§ Task statement:
Could you give the data below again, exactly and completely?

§ Exercise data:
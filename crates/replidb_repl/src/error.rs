//! Error types for the replication engine.

use replidb_core::{CommandError, CoreError};
use replidb_oplog::OpTime;
use std::fmt;
use thiserror::Error;

/// Result type for applying a single operation.
pub type ApplyingResult<T> = Result<T, ApplyingError>;

/// One oplog operation could not be applied.
///
/// Always local to a single `apply` call; the caller turns it into a
/// [`ReplicationError`] (normally [`ReplicationError::Stop`]).
#[derive(Debug, Clone, Error)]
pub enum ApplyingError {
    /// A command operation named no registered command. Carries the
    /// leading key of the request, or `"?"` for an empty request.
    #[error("command not found: {0}")]
    CommandNotFound(String),

    /// A store or replication command returned a not-ok status, or its
    /// arguments could not be unmarshalled.
    #[error("command failed: {0}")]
    Command(#[from] CommandError),

    /// An insert into the index catalog did not describe a valid index.
    #[error("invalid index specification: {0}")]
    InvalidIndexSpec(String),

    /// The transaction itself failed.
    #[error("store error: {0}")]
    Core(#[from] CoreError),
}

impl ApplyingError {
    /// Creates a command-not-found error from a request's leading key.
    pub fn command_not_found(leading_key: Option<&str>) -> Self {
        Self::CommandNotFound(leading_key.unwrap_or("?").to_string())
    }

    /// Returns true if the operation named an unknown command.
    pub fn is_command_not_found(&self) -> bool {
        matches!(self, Self::CommandNotFound(_))
    }
}

/// Why the source asked for a rollback.
#[derive(Debug, Clone, PartialEq, Eq)]
pub struct RollbackCause {
    /// Human-readable description of the divergence.
    pub reason: String,
    /// Last position this replica fetched before the divergence, if known.
    pub last_fetched: Option<OpTime>,
}

impl RollbackCause {
    /// Creates a rollback cause.
    pub fn new(reason: impl Into<String>, last_fetched: Option<OpTime>) -> Self {
        Self {
            reason: reason.into(),
            last_fetched,
        }
    }
}

impl fmt::Display for RollbackCause {
    fn fmt(&self, f: &mut fmt::Formatter<'_>) -> fmt::Result {
        match &self.last_fetched {
            Some(optime) => write!(f, "{} (last fetched {})", self.reason, optime),
            None => f.write_str(&self.reason),
        }
    }
}

/// Result type for the replication loop and its collaborators.
pub type ReplResult<T> = Result<T, ReplicationError>;

/// Loop-level classification of a failure.
#[derive(Debug, Clone, Error)]
pub enum ReplicationError {
    /// A wait was cut short by cancellation. Transient: the loop restarts
    /// its iteration, or exits if a stop was requested.
    #[error("interrupted")]
    Interrupted,

    /// The current iteration should be retried.
    #[error("retrying: {reason}")]
    Retry {
        /// Why the iteration failed.
        reason: String,
    },

    /// The source history diverged from what was already fetched.
    #[error("rollback required: {0}")]
    Rollback(RollbackCause),

    /// Unrecoverable failure; ends the loop.
    #[error("replication stopped: {message}")]
    Stop {
        /// Description of the failure.
        message: String,
        /// The operation failure behind it, if any.
        #[source]
        source: Option<ApplyingError>,
    },
}

impl ReplicationError {
    /// Creates a retry signal.
    pub fn retry(reason: impl Into<String>) -> Self {
        Self::Retry {
            reason: reason.into(),
        }
    }

    /// Creates a rollback signal.
    pub fn rollback(cause: RollbackCause) -> Self {
        Self::Rollback(cause)
    }

    /// Creates a fatal error without an operation failure behind it.
    pub fn stop(message: impl Into<String>) -> Self {
        Self::Stop {
            message: message.into(),
            source: None,
        }
    }

    /// Returns true if the loop should simply run the iteration again.
    pub fn is_retryable(&self) -> bool {
        matches!(self, Self::Interrupted | Self::Retry { .. })
    }

    /// Returns true if this signals a source-side history rewrite.
    pub fn is_rollback(&self) -> bool {
        matches!(self, Self::Rollback(_))
    }

    /// Returns true if the loop must end through the abort path.
    pub fn is_fatal(&self) -> bool {
        matches!(self, Self::Stop { .. })
    }
}

impl From<ApplyingError> for ReplicationError {
    fn from(err: ApplyingError) -> Self {
        Self::Stop {
            message: err.to_string(),
            source: Some(err),
        }
    }
}

#[cfg(test)]
mod tests {
    use super::*;
    use replidb_core::ErrorCode;

    #[test]
    fn classification() {
        assert!(ReplicationError::Interrupted.is_retryable());
        assert!(ReplicationError::retry("deliver interrupted").is_retryable());
        assert!(ReplicationError::rollback(RollbackCause::new("diverged", None)).is_rollback());
        assert!(ReplicationError::stop("boom").is_fatal());
        assert!(!ReplicationError::stop("boom").is_retryable());
    }

    #[test]
    fn command_not_found_names() {
        assert_eq!(
            ApplyingError::command_not_found(None).to_string(),
            "command not found: ?"
        );
        let err = ApplyingError::command_not_found(Some("fooBar"));
        assert!(err.is_command_not_found());
        assert!(matches!(err, ApplyingError::CommandNotFound(ref name) if name == "fooBar"));
    }

    #[test]
    fn applying_error_becomes_stop() {
        let cause = ApplyingError::Command(CommandError::new(ErrorCode::DuplicateKey, "dup"));
        let err = ReplicationError::from(cause);
        assert!(err.is_fatal());
        assert_eq!(err.to_string(), "replication stopped: command failed: DuplicateKey: dup");
        assert!(std::error::Error::source(&err).is_some());
    }

    #[test]
    fn rollback_cause_display() {
        let cause = RollbackCause::new("entry rewritten", Some(OpTime::new(4, 2)));
        assert_eq!(
            cause.to_string(),
            "entry rewritten (last fetched { ts: Timestamp(4, 2) })"
        );
    }
}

§ Response area:
filename crates/replidb_repl/src/error.rs
//! Error types for the replication engine.

use replidb_core::{CommandError, CoreError};
use replidb_oplog::OpTime;
use std::fmt;
use thiserror::Error;

/// Result type for applying a single operation.
pub type ApplyingResult<T> = Result<T, ApplyingError>;

/// One oplog operation could not be applied.
///
/// Always local to a single `apply` call; the caller turns it into a
/// [`ReplicationError`] (normally [`ReplicationError::Stop`]).
#[derive(Debug, Clone, Error)]
pub enum ApplyingError {
    /// A command operation named no registered command. Carries the
    /// leading key of the request, or `"?"` for an empty request.
    #[error("command not found: {0}")]
    CommandNotFound(String),

    /// A store or replication command returned a not-ok status, or its
    /// arguments could not be unmarshalled.
    #[error("command failed: {0}")]
    Command(#[from] CommandError),

    /// An insert into the index catalog did not describe a valid index.
    #[error("invalid index specification: {0}")]
    InvalidIndexSpec(String),

    /// The transaction itself failed.
    #[error("store error: {0}")]
    Core(#[from] CoreError),
}

impl ApplyingError {
    /// Creates a command-not-found error from a request's leading key.
    pub fn command_not_found(leading_key: Option<&str>) -> Self {
        Self::CommandNotFound(leading_key.unwrap_or("?").to_string())
    }

    /// Returns true if the operation named an unknown command.
    pub fn is_command_not_found(&self) -> bool {
        matches!(self, Self::CommandNotFound(_))
    }
}

/// Why the source asked for a rollback.
#[derive(Debug, Clone, PartialEq, Eq)]
pub struct RollbackCause {
    /// Human-readable description of the divergence.
    pub reason: String,
    /// Last position this replica fetched before the divergence, if known.
    pub last_fetched: Option<OpTime>,
}

impl RollbackCause {
    /// Creates a rollback cause.
    pub fn new(reason: impl Into<String>, last_fetched: Option<OpTime>) -> Self {
        Self {
            reason: reason.into(),
            last_fetched,
        }
    }
}

impl fmt::Display for RollbackCause {
    fn fmt(&self, f: &mut fmt::Formatter<'_>) -> fmt::Result {
        match &self.last_fetched {
            Some(optime) => write!(f, "{} (last fetched {})", self.reason, optime),
            None => f.write_str(&self.reason),
        }
    }
}

/// Result type for the replication loop and its collaborators.
pub type ReplResult<T> = Result<T, ReplicationError>;

/// Loop-level classification of a failure.
#[derive(Debug, Clone, Error)]
pub enum ReplicationError {
    /// A wait was cut short by cancellation. Transient: the loop restarts
    /// its iteration, or exits if a stop was requested.
    #[error("interrupted")]
    Interrupted,

    /// The current iteration should be retried.
    #[error("retrying: {reason}")]
    Retry {
        /// Why the iteration failed.
        reason: String,
    },

    /// The source history diverged from what was already fetched.
    #[error("rollback required: {0}")]
    Rollback(RollbackCause),

    /// Unrecoverable failure; ends the loop.
    #[error("replication stopped: {message}")]
    Stop {
        /// Description of the failure.
        message: String,
        /// The operation failure behind it, if any.
        #[source]
        source: Option<ApplyingError>,
    },
}

impl ReplicationError {
    /// Creates a retry signal.
    pub fn retry(reason: impl Into<String>) -> Self {
        Self::Retry {
            reason: reason.into(),
        }
    }

    /// Creates a rollback signal.
    pub fn rollback(cause: RollbackCause) -> Self {
        Self::Rollback(cause)
    }

    /// Creates a fatal error without an operation failure behind it.
    pub fn stop(message: impl Into<String>) -> Self {
        Self::Stop {
            message: message.into(),
            source: None,
        }
    }

    /// Returns true if the loop should simply run the iteration again.
    pub fn is_retryable(&self) -> bool {
        matches!(self, Self::Interrupted | Self::Retry { .. })
    }

    /// Returns true if this signals a source-side history rewrite.
    pub fn is_rollback(&self) -> bool {
        matches!(self, Self::Rollback(_))
    }

    /// Returns true if the loop must end through the abort path.
    pub fn is_fatal(&self) -> bool {
        matches!(self, Self::Stop { .. })
    }
}

impl From<ApplyingError> for ReplicationError {
    fn from(err: ApplyingError) -> Self {
        Self::Stop {
            message: err.to_string(),
            source: Some(err),
        }
    }
}

#[cfg(test)]
mod tests {
    use super::*;
    use replidb_core::ErrorCode;

    #[test]
    fn classification() {
        assert!(ReplicationError::Interrupted.is_retryable());
        assert!(ReplicationError::retry("deliver interrupted").is_retryable());
        assert!(ReplicationError::rollback(RollbackCause::new("diverged", None)).is_rollback());
        assert!(ReplicationError::stop("boom").is_fatal());
        assert!(!ReplicationError::stop("boom").is_retryable());
    }

    #[test]
    fn command_not_found_names() {
        assert_eq!(
            ApplyingError::command_not_found(None).to_string(),
            "command not found: ?"
        );
        let err = ApplyingError::command_not_found(Some("fooBar"));
        assert!(err.is_command_not_found());
        assert!(matches!(err, ApplyingError::CommandNotFound(ref name) if name == "fooBar"));
    }

    #[test]
    fn applying_error_becomes_stop() {
        let cause = ApplyingError::Command(CommandError::new(ErrorCode::DuplicateKey, "dup"));
        let err = ReplicationError::from(cause);
        assert!(err.is_fatal());
        assert_eq!(err.to_string(), "replication stopped: command failed: DuplicateKey: dup");
        assert!(std::error::Error::source(&err).is_some());
    }

    #[test]
    fn rollback_cause_display() {
        let cause = RollbackCause::new("entry rewritten", Some(OpTime::new(4, 2)));
        assert_eq!(
            cause.to_string(),
            "entry rewritten (last fetched { ts: Timestamp(4, 2) })"
        );
    }
}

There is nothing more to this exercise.